Kami tiba di Distrik Makbon. Di sini kami rehat sejenak, meneguk air putih laksana air kehidupan, sambil menatap biru Laut Pasifik dan Pulau Um atau Pulau Kelelawar, yang memantulkan cahaya senja keemasan.
Keindahan itu, sungguh, laksana lukisan agung yang diukir langsung oleh jemari Sang Khalik.
Kami terus melaju, melintasi Distrik Mega, menyentuh air sungai yang bening kristal untuk membasuh wajah dan melepas dahaga, hingga akhirnya tiba di Sausapor, yang saat itu menjadi ibu kota sementara Tambrauw.
Kami menetap seminggu, menanti Surat Keputusan (SK) dari Bupati. Tepat pada 1 Mei 2012, SK itu kami genggam. Saya ditugaskan di Distrik Syujak, Pustu Soon. Dalam hati, saya hanya bisa melafalkan syukur: “Terima kasih Tuhan, Engkau bukakan jalan setapak di tengah belantara takdir.”
Kami lalu terbagi menjadi dua regu: mereka yang mengabdi di hamparan pesisir dan kami yang ditugaskan menaiki puncak-puncak pegunungan. Saya bersama tiga rekan menuju Syujak, didampingi ibu bendahara dan kepala dinas kesehatan.
Jalan menuju ke sana bukanlah permadani, melainkan ujian ketahanan: jalanan berbatu yang tak bertepi, gunung yang menjulang perkasa, turunan curam dengan jurang menganga di sisi kiri dan kanan.
Ketika sampai di sungai yang lebar dengan arus deras yang bergemuruh, kendaraan menyerah. Kami memanggul barang bawaan, perbekalan, dan kebutuhan lainnya di pundak, lalu berjalan kaki meniti batang kayu yang menjadi jembatan kehidupan di atas sungai.
Masih satu kilometer lagi menuju kampung, menyusuri rimbunnya hutan.
Pelukan Tulus dari Jantung Alam
Saat tiba di Syujak, kami disambut dengan kehangatan yang mengusir lelah oleh Kepala Kampung, Bapak Yekwam, dan segenap warganya.
Kehidupan sederhana menyapa tanpa basa-basi: mama-mama yang baru kembali dari kebun, membawa hasil bumi berupa sayur, pisang, jagung dan cabai. Mereka dengan tulus membaginya kepada kami.
Bapak-bapak sigap mengantar kayu bakar. Anak-anak berlarian sambil tertawa riang, seakan menyambut kami sebagai bagian dari matriks keluarga mereka.
Saya sering diajak Mama Yekwam ke kebun, ikut menanam, memanen, hingga berbagi hasil. Jika ada hasil buruan, warga selalu membagi rata, sebab di sini, harta adalah milik bersama.

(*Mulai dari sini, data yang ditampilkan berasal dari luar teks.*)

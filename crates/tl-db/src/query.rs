//! Statement builders. Identifiers come from static catalogs; every caller
//! supplied value is a named parameter.

use crate::util::NamedParams;
use tl_core::sources::{EQP_COLUMN, EventTypeColumn, LINE_COLUMN, SourceSpec};
use tl_core::types::{EquipmentFilter, TimelineQuery};

#[derive(Debug, Clone, PartialEq, Eq)]
pub struct BoundQuery {
    pub sql: String,
    pub params: NamedParams,
}

/// Output columns of every branch of the timeline union. Branch projections
/// are aliased from this list and rows are read back by these names.
pub const TIMELINE_COLUMNS: [&str; 11] = [
    "log_type",
    "local_id",
    "line_id",
    "sdwt_id",
    "eqp_id",
    "event_type",
    "event_time",
    "end_time",
    "operator",
    "comment",
    "link_key",
];

/// Builds one `UNION ALL` statement over the sources selected by `query`.
/// Returns `None` when no catalog source is selected.
pub fn timeline_query(query: &TimelineQuery, sources: &[SourceSpec]) -> Option<BoundQuery> {
    let mut uses_sdwt = false;
    let branches: Vec<String> = sources
        .iter()
        .filter(|spec| query.log_types.contains(&spec.log_type))
        .map(|spec| {
            let sdwt_filter = match (query.sdwt_id.as_ref(), spec.sdwt_column) {
                (Some(_), Some(column)) => {
                    uses_sdwt = true;
                    format!(" AND {column} = :sdwt")
                }
                _ => String::new(),
            };
            source_branch(spec, &sdwt_filter)
        })
        .collect();
    if branches.is_empty() {
        return None;
    }

    let mut sql = branches.join("\nUNION ALL\n");
    sql.push_str("\nORDER BY event_time DESC");

    let mut params = NamedParams::default();
    params.push(":line", query.line_id.clone());
    params.push(":eqp", query.eqp_id.clone());
    if uses_sdwt {
        if let Some(sdwt_id) = &query.sdwt_id {
            params.push(":sdwt", sdwt_id.clone());
        }
    }
    Some(BoundQuery { sql, params })
}

fn source_branch(spec: &SourceSpec, sdwt_filter: &str) -> String {
    let event_type = match spec.event_type {
        EventTypeColumn::Column(column) => column.to_string(),
        EventTypeColumn::Literal(value) => format!("'{value}'"),
    };
    let link_key = spec
        .link_column
        .map_or_else(|| "NULL".to_string(), |column| format!("CAST({column} AS TEXT)"));
    let expressions = [
        format!("'{}'", spec.log_type),
        "CAST(id AS TEXT)".to_string(),
        LINE_COLUMN.to_string(),
        spec.sdwt_column.unwrap_or("NULL").to_string(),
        EQP_COLUMN.to_string(),
        event_type,
        "event_time".to_string(),
        "end_time".to_string(),
        "operator".to_string(),
        "comment".to_string(),
        link_key,
    ];
    let projection = expressions
        .iter()
        .zip(TIMELINE_COLUMNS)
        .map(|(expr, alias)| format!("{expr} AS {alias}"))
        .collect::<Vec<_>>()
        .join(", ");
    format!(
        "SELECT {projection} FROM {table} WHERE {LINE_COLUMN} = :line AND {EQP_COLUMN} = :eqp{sdwt_filter}",
        table = spec.table,
    )
}

/// Distinct equipment of a line, optionally narrowed by sub-division and
/// process group.
pub fn equipment_query(filter: &EquipmentFilter) -> BoundQuery {
    let mut sql = String::from(
        "SELECT DISTINCT eqp_cb, line_id, sdwt_prod, prc_group FROM sdwt_eqp WHERE line_id = :line",
    );
    let mut params = NamedParams::default();
    params.push(":line", filter.line_id.clone());
    if let Some(sdwt_id) = &filter.sdwt_id {
        sql.push_str(" AND sdwt_prod = :sdwt");
        params.push(":sdwt", sdwt_id.clone());
    }
    if let Some(prc_group) = &filter.prc_group {
        sql.push_str(" AND prc_group = :prc_group");
        params.push(":prc_group", prc_group.clone());
    }
    sql.push_str(" ORDER BY eqp_cb");
    BoundQuery { sql, params }
}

Kadang saya ikut para mama dan anak-anak menyeberangi sungai, sabar menanti para lelaki kembali dari ritual berburu. Kehidupan di sini begitu jujur, merangkul alam, sederhana, dan dipenuhi kasih yang mengalir bagai air sungai.

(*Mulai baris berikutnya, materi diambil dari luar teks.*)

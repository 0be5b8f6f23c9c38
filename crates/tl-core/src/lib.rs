pub mod error;
pub mod events;
pub mod scopes;
pub mod sources;
pub mod store;
pub mod timeline;
pub mod validation;

pub mod types;

pub use crate::error::TimelineError;
pub use crate::store::Store;
pub use crate::timeline::Timeline;
use crate::events::TimelineRepository;
use crate::scopes::ScopeRepository;

pub trait Store {
    type Timeline<'a>: TimelineRepository
    where
        Self: 'a;
    type Scopes<'a>: ScopeRepository
    where
        Self: 'a;

    fn timeline(&self) -> Self::Timeline<'_>;
    fn scopes(&self) -> Self::Scopes<'_>;
}
use crate::error::StoreError;
use crate::types::{EquipmentFilter, EquipmentScope};

pub trait ScopeRepository {
    fn lines(&self) -> Result<Vec<String>, StoreError>;
    fn sdwts(&self, line_id: &str) -> Result<Vec<String>, StoreError>;
    fn prc_groups(&self, line_id: &str, sdwt_id: &str) -> Result<Vec<String>, StoreError>;
    fn equipments(&self, filter: &EquipmentFilter) -> Result<Vec<EquipmentScope>, StoreError>;
    fn equipment(&self, eqp_id: &str, line_id: &str)
        -> Result<Option<EquipmentScope>, StoreError>;
    fn ping(&self) -> Result<(), StoreError>;
    fn equipment_count(&self) -> Result<i64, StoreError>;
}
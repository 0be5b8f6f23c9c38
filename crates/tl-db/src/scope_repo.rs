use crate::query::equipment_query;
use crate::util::{optional, query_error, query_strings, required, NamedParams};
use rusqlite::Connection;
use tl_core::error::StoreError;
use tl_core::scopes::ScopeRepository;
use tl_core::types::{EquipmentFilter, EquipmentScope};

pub struct ScopeRepo<'a> {
    pub conn: &'a Connection,
}

impl<'a> ScopeRepo<'a> {
    pub fn new(conn: &'a Connection) -> Self {
        Self { conn }
    }
}

impl ScopeRepository for ScopeRepo<'_> {
    fn lines(&self) -> Result<Vec<String>, StoreError> {
        query_strings(
            self.conn,
            "SELECT DISTINCT line_id FROM sdwt_eqp WHERE line_id IS NOT NULL ORDER BY line_id",
            &NamedParams::default(),
        )
    }

    fn sdwts(&self, line_id: &str) -> Result<Vec<String>, StoreError> {
        let mut params = NamedParams::default();
        params.push(":line", line_id);
        query_strings(
            self.conn,
            "SELECT DISTINCT sdwt_prod FROM sdwt_eqp WHERE line_id = :line AND sdwt_prod IS NOT NULL ORDER BY sdwt_prod",
            &params,
        )
    }

    fn prc_groups(&self, line_id: &str, sdwt_id: &str) -> Result<Vec<String>, StoreError> {
        let mut params = NamedParams::default();
        params.push(":line", line_id);
        params.push(":sdwt", sdwt_id);
        query_strings(
            self.conn,
            "SELECT DISTINCT prc_group FROM sdwt_eqp WHERE line_id = :line AND sdwt_prod = :sdwt AND prc_group IS NOT NULL ORDER BY prc_group",
            &params,
        )
    }

    fn equipments(&self, filter: &EquipmentFilter) -> Result<Vec<EquipmentScope>, StoreError> {
        let bound = equipment_query(filter);
        let mut stmt = self.conn.prepare(&bound.sql).map_err(query_error)?;
        let mut rows = stmt
            .query(bound.params.as_sql().as_slice())
            .map_err(query_error)?;
        let mut scopes = Vec::new();
        while let Some(row) = rows.next().map_err(query_error)? {
            scopes.push(map_scope_row(row)?);
        }
        tracing::debug!(
            line_id = %filter.line_id,
            sdwt_id = ?filter.sdwt_id,
            prc_group = ?filter.prc_group,
            rows = scopes.len(),
            "listed equipment"
        );
        Ok(scopes)
    }

    fn equipment(
        &self,
        eqp_id: &str,
        line_id: &str,
    ) -> Result<Option<EquipmentScope>, StoreError> {
        let mut params = NamedParams::default();
        params.push(":eqp", eqp_id);
        params.push(":line", line_id);
        let mut stmt = self
            .conn
            .prepare(
                "SELECT DISTINCT eqp_cb, line_id, sdwt_prod, prc_group FROM sdwt_eqp \
                 WHERE eqp_cb = :eqp AND line_id = :line ORDER BY sdwt_prod, prc_group LIMIT 1",
            )
            .map_err(query_error)?;
        let mut rows = stmt.query(params.as_sql().as_slice()).map_err(query_error)?;
        let Some(row) = rows.next().map_err(query_error)? else {
            return Ok(None);
        };
        map_scope_row(row).map(Some)
    }

    fn ping(&self) -> Result<(), StoreError> {
        self.conn
            .query_row("SELECT 1", [], |row| row.get::<_, i64>(0))
            .map(|_| ())
            .map_err(|err| StoreError::Connection {
                message: err.to_string(),
            })
    }

    fn equipment_count(&self) -> Result<i64, StoreError> {
        self.conn
            .query_row("SELECT COUNT(*) FROM sdwt_eqp", [], |row| row.get(0))
            .map_err(query_error)
    }
}

fn map_scope_row(row: &rusqlite::Row<'_>) -> Result<EquipmentScope, StoreError> {
    Ok(EquipmentScope {
        id: required(row, "eqp_cb")?,
        line_id: required(row, "line_id")?,
        sdwt_id: optional(row, "sdwt_prod")?,
        prc_group: optional(row, "prc_group")?,
    })
}

#[cfg(test)]
mod tests {
    use super::*;
    use crate::schema::with_test_db;

    fn seed(conn: &Connection) {
        conn.execute_batch(
            "INSERT INTO sdwt_eqp (line_id, sdwt_prod, prc_group, eqp_cb) VALUES
                ('L2', 'S9', 'CMP', 'EQP90'),
                ('L1', 'S2', 'ETCH', 'EQP03'),
                ('L1', 'S1', 'PHOTO', 'EQP02'),
                ('L1', 'S1', 'ETCH', 'EQP01'),
                ('L1', 'S1', 'ETCH', 'EQP01'),
                ('L1', NULL, NULL, 'EQP04');",
        )
        .unwrap();
    }

    #[test]
    fn lines_are_distinct_and_sorted() {
        let conn = with_test_db().unwrap();
        seed(&conn);
        assert_eq!(ScopeRepo::new(&conn).lines().unwrap(), vec!["L1", "L2"]);
    }

    #[test]
    fn sdwts_skip_missing_values() {
        let conn = with_test_db().unwrap();
        seed(&conn);
        assert_eq!(ScopeRepo::new(&conn).sdwts("L1").unwrap(), vec!["S1", "S2"]);
        assert!(ScopeRepo::new(&conn).sdwts("L9").unwrap().is_empty());
    }

    #[test]
    fn prc_groups_for_line_and_sdwt() {
        let conn = with_test_db().unwrap();
        seed(&conn);
        assert_eq!(
            ScopeRepo::new(&conn).prc_groups("L1", "S1").unwrap(),
            vec!["ETCH", "PHOTO"]
        );
    }

    #[test]
    fn equipments_with_optional_filters() {
        let conn = with_test_db().unwrap();
        seed(&conn);
        let repo = ScopeRepo::new(&conn);

        let all = repo
            .equipments(&EquipmentFilter {
                line_id: "L1".to_string(),
                ..EquipmentFilter::default()
            })
            .unwrap();
        let ids: Vec<&str> = all.iter().map(|scope| scope.id.as_str()).collect();
        assert_eq!(ids, vec!["EQP01", "EQP02", "EQP03", "EQP04"]);

        let etch = repo
            .equipments(&EquipmentFilter {
                line_id: "L1".to_string(),
                sdwt_id: Some("S1".to_string()),
                prc_group: Some("ETCH".to_string()),
            })
            .unwrap();
        assert_eq!(etch.len(), 1);
        assert_eq!(etch[0].prc_group.as_deref(), Some("ETCH"));
    }

    #[test]
    fn equipment_detail_by_id_and_line() {
        let conn = with_test_db().unwrap();
        seed(&conn);
        let repo = ScopeRepo::new(&conn);

        let scope = repo.equipment("EQP02", "L1").unwrap().unwrap();
        assert_eq!(scope.sdwt_id.as_deref(), Some("S1"));
        assert_eq!(scope.prc_group.as_deref(), Some("PHOTO"));
        assert!(repo.equipment("EQP02", "L2").unwrap().is_none());
    }

    #[test]
    fn health_probe_counts_dimension_rows() {
        let conn = with_test_db().unwrap();
        seed(&conn);
        let repo = ScopeRepo::new(&conn);
        repo.ping().unwrap();
        assert_eq!(repo.equipment_count().unwrap(), 6);
    }

    #[test]
    fn missing_dimension_table_is_a_query_error() {
        let conn = with_test_db().unwrap();
        conn.execute_batch("DROP TABLE sdwt_eqp").unwrap();
        let err = ScopeRepo::new(&conn).lines().unwrap_err();
        assert!(matches!(err, StoreError::Query { .. }));
    }
}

Satu tahun terlewati di Syujak. Hidup tanpa cahaya listrik, tanpa jaringan internet, tetapi dikelilingi oleh gunung-gunung purba, hutan yang menyimpan misteri, dan sungai besar yang bertenaga.
Burung Cenderawasih ikon Papua menari anggun di pucuk pepohonan. Rumah-rumah gantung berdiri tegak di lereng bukit. Namun, yang paling memukau adalah hati warga: tulus, ramah, dan bersahaja, melampaui gemerlap kota.

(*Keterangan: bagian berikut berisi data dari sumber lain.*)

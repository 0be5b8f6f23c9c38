use crate::types::enums::LogType;

/// Validated input of a timeline request.
#[derive(Debug, Clone, PartialEq, Eq)]
pub struct TimelineQuery {
    pub line_id: String,
    pub eqp_id: String,
    pub sdwt_id: Option<String>,
    /// Sources to merge, in catalog order. Never empty.
    pub log_types: Vec<LogType>,
}

/// Optional narrowing of the equipment listing.
#[derive(Debug, Clone, PartialEq, Eq, Default)]
pub struct EquipmentFilter {
    pub line_id: String,
    pub sdwt_id: Option<String>,
    pub prc_group: Option<String>,
}
pub mod enums;
pub mod event;
pub mod health;
pub mod io;
pub mod scope;

pub use enums::LogType;
pub use event::{SourceRow, UnifiedEvent};
pub use health::{HealthReport, UnhealthyReport};
pub use io::{EquipmentFilter, TimelineQuery};
pub use scope::{EquipmentScope, EquipmentSummary, LineSummary, PrcGroupSummary, SdwtSummary};
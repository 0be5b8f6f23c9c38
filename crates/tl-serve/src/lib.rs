pub mod middleware;
pub mod openapi;
pub mod routes;

#[cfg(test)]
mod testutil;

use axum::Router;
use std::sync::Arc;
use std::time::{Duration, Instant};
use tl_core::error::StoreError;
use tl_core::sources::LinkTemplates;
use tl_core::{Timeline, TimelineError};
use tl_db::DbStore;
use tokio::net::TcpListener;
use tokio::sync::oneshot;

#[derive(Clone)]
pub struct AppState {
    pub db_path: Arc<str>,
    pub links: LinkTemplates,
    pub request_timeout: Duration,
}

impl AppState {
    pub fn new(db_path: impl Into<Arc<str>>, links: LinkTemplates, request_timeout: Duration) -> Self {
        Self {
            db_path: db_path.into(),
            links,
            request_timeout,
        }
    }
}

pub fn build_timeline(state: &AppState) -> Result<Timeline<DbStore>, TimelineError> {
    let store = DbStore::open(&state.db_path)?;
    Ok(Timeline::new(store, state.links.clone()))
}

/// Runs `f` against a fresh store session on the blocking pool. The session is
/// dropped when `f` returns. If the deadline passes first the running
/// statement is interrupted, and a session that was not yet handed its
/// interrupt handle never runs `f`.
pub async fn with_timeline<T, F>(state: &AppState, f: F) -> Result<T, TimelineError>
where
    F: FnOnce(&Timeline<DbStore>) -> Result<T, TimelineError> + Send + 'static,
    T: Send + 'static,
{
    let seconds = state.request_timeout.as_secs();
    let deadline = Instant::now() + state.request_timeout;
    let (interrupt_tx, mut interrupt_rx) = oneshot::channel();
    let session_state = state.clone();
    let task = tokio::task::spawn_blocking(move || {
        let timeline = build_timeline(&session_state)?;
        let handle = timeline.store().connection().get_interrupt_handle();
        if Instant::now() >= deadline || interrupt_tx.send(handle).is_err() {
            return Err(StoreError::Timeout { seconds }.into());
        }
        f(&timeline)
    });

    match tokio::time::timeout(state.request_timeout, task).await {
        Ok(Ok(result)) => result,
        Ok(Err(err)) => Err(TimelineError::Internal {
            message: err.to_string(),
        }),
        Err(_) => {
            // Closing first means the session either sees a failed send or
            // has already handed over a handle we can reach.
            interrupt_rx.close();
            if let Ok(handle) = interrupt_rx.try_recv() {
                handle.interrupt();
            }
            tracing::warn!(timeout_secs = seconds, "store call exceeded request timeout");
            Err(StoreError::Timeout { seconds }.into())
        }
    }
}

pub fn app(state: AppState) -> Router {
    routes::router(state)
}

pub async fn serve(state: AppState, addr: std::net::SocketAddr) -> Result<(), std::io::Error> {
    let listener = TcpListener::bind(addr).await?;
    tracing::info!(%addr, db_path = %state.db_path, "listening");
    axum::serve(listener, app(state)).await
}
use crate::sources::LinkTemplates;
use crate::types::enums::LogType;
use chrono::{NaiveDateTime, TimeDelta};
use serde::{Deserialize, Serialize};
use utoipa::ToSchema;

/// One normalized entry of an equipment timeline.
#[derive(Debug, Clone, PartialEq, Serialize, Deserialize, ToSchema)]
#[serde(rename_all = "camelCase")]
pub struct UnifiedEvent {
    pub id: String,
    pub line_id: String,
    pub sdwt_id: Option<String>,
    pub eqp_id: String,
    pub log_type: LogType,
    pub event_type: String,
    pub event_time: NaiveDateTime,
    pub end_time: Option<NaiveDateTime>,
    pub operator: Option<String>,
    pub comment: Option<String>,
    pub url: Option<String>,
    /// Seconds between `eventTime` and `endTime`; null while the event is open.
    pub duration: Option<f64>,
}

/// A source record projected onto the shared columns, before ids, links and
/// durations are derived.
#[derive(Debug, Clone, PartialEq, Eq)]
pub struct SourceRow {
    pub log_type: LogType,
    pub local_id: String,
    pub line_id: String,
    pub sdwt_id: Option<String>,
    pub eqp_id: String,
    pub event_type: String,
    pub event_time: NaiveDateTime,
    pub end_time: Option<NaiveDateTime>,
    pub operator: Option<String>,
    pub comment: Option<String>,
    pub link_key: Option<String>,
}

impl UnifiedEvent {
    pub fn from_row(row: SourceRow, links: &LinkTemplates) -> Self {
        let url = row
            .link_key
            .as_deref()
            .and_then(|key| links.link_for(row.log_type, key));
        let duration = row
            .end_time
            .map(|end| duration_seconds(end - row.event_time));
        Self {
            id: format!("{}-{}", row.log_type, row.local_id),
            line_id: row.line_id,
            sdwt_id: row.sdwt_id,
            eqp_id: row.eqp_id,
            log_type: row.log_type,
            event_type: row.event_type,
            event_time: row.event_time,
            end_time: row.end_time,
            operator: row.operator,
            comment: row.comment,
            url,
            duration,
        }
    }
}

#[allow(clippy::cast_precision_loss)]
fn duration_seconds(delta: TimeDelta) -> f64 {
    match delta.num_microseconds() {
        Some(micros) => micros as f64 / 1_000_000.0,
        None => delta.num_seconds() as f64,
    }
}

Ketika kontrak kerja menemui batasnya, kami harus mengucapkan selamat tinggal. Diiringi pelukan hangat yang erat, mata yang basah oleh air mata perpisahan, dan sebuah pesan sederhana yang membuat dadaku bergetar, merangkum segala kenangan:
“Kalau masih cinta tempat ini dan bila rindu menyentuhmu, kembalilah kemari…”
Syujak, sebuah tempat di jantung Kabupaten Tambrauw yang juga disebut sebagai ‘Kabupaten Konservasi’, telah menjadi rumah keduaku.
Keindahannya yang tak tersentuh, ketulusan warganya yang tak lekang oleh waktu, dan memori satu tahun pengabdian itu akan selalu terpatri, abadi dalam batinku.
Salam Kasih, Bangkit Syujak!
(*) Elisabeth Nauw adalah penulis kisah ini. Penulis adalah aktivis perempuan, pegiat literasi dan pemberdayaan masyarakat yang tinggal di Sorong.